An article in the Washington Post gave a unique perspective on why compact fluorescent bulb sales make up only 6% of the US bulb market: they don’t always pass “the wife test.”

 ”I have heard time and again that a husband goes out and puts the bulb into the house, thinking he is doing a good thing,” Reed said. “Then, the CFL bulb is changed back out by the women. It seems that women are much more concerned with how things look.”

I still can’t tell the difference between light produced by a CFL and light produced by an incandescent bulb.  Nor do I care that they take a second to turn on.  But I guess some people notice (or there is a placebo effect).  But even if there is a subtle difference in light quality - come on - the tradeoff is sooooo worth it!

Of course, it isn’t always the wife preventing the husband from putting the bulb in.  Sometimes men won’t use them because they think the bulbs look bad, and women are the ones trying to put them into the sockets.  One of my professors says she’s been having a very hard time getting her fiance to switch over to CFLs.
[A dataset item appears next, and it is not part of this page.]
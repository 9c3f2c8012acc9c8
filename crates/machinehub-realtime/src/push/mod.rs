//! Push channel adapter for the background worker context.

mod source;

pub use source::{ChannelPushSource, PushMessage, PushSource, WebSocketPushSource};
Mysterious Bee Killer Part III

Thursday, April 26th, 2007

According to a recent article in the LA Times, a fungus might be the bee killer that has wiped out the 2.4 million commercial bee colonies that have been lost since this past fall.

Researchers have been struggling for months to explain the disorder, and the new findings provide the first solid evidence pointing to a potential cause.

But the results are “highly preliminary” and are from only a few hives from Le Grand in Merced County, UCSF biochemist Joe DeRisi said. “We don’t want to give anybody the impression that this thing has been solved.”

Other researchers said Wednesday that they too had found the fungus, a single-celled parasite called Nosema ceranae, in affected hives from around the country — as well as in some hives where bees had survived. Those researchers have also found two other fungi and half a dozen viruses in the dead bees.

This still looks very preliminary.  Stay tuned.

Cell Phones and Bees Part Deux

Wednesday, April 25th, 2007

So maybe cell phone electromagnetic radiation isn’t killing the bees… that was just misinterpretation of data by the media:

“We cannot explain the CCD-phenomenon itself and want to keep from speculation in this case,” Jochen Kuhn, a professor in the physics department at the University of Koblenz-Landau in Germany who co-authored the bee study, wrote in an e-mail message. “Our studies cannot indicate that electromagnetic radiation is a cause of CCD.”

How embarrassing to the authors that jumped all over that one and didn’t read the study for themselves… oh, wait…

… that’s me.

*hangs head in shame*

Conserving Energy… No A/C

Wednesday, April 25th, 2007

My roommates and I are trying to conserve energy.  We haven’t turned on our air conditioner all year, and only had our heat on for a total of about a month.  It was really hot today… probably 95 degrees in Williamsburg this afternoon.  But keeping the windows open and running fans, combined with occasionally splashing water on my face and taking a cold shower made things pretty bearable.

I do feel less productive in the heat, though.  I’ve been sitting here working on homework, but it’s moving very slowly.  I don’t know how someone living in Florida could do this.  Oh well… anybody else ever voluntarily turn off the A/C?

A Very Moving Blog Entry About Abortion

Wednesday, April 25th, 2007

Link:

Now I’m handed a clipboard. On it is consent to basically give my wife an abortion and kill our future child. And it is all on me, my decision, mine alone. Something I never thought I’d ever face, ever have to deal with. Made worse by being a decision of either kill the baby or potentially watch both my wife and the baby die.

Yipes.  Obviously, this is not the norm when it comes to abortions, but just something to think about.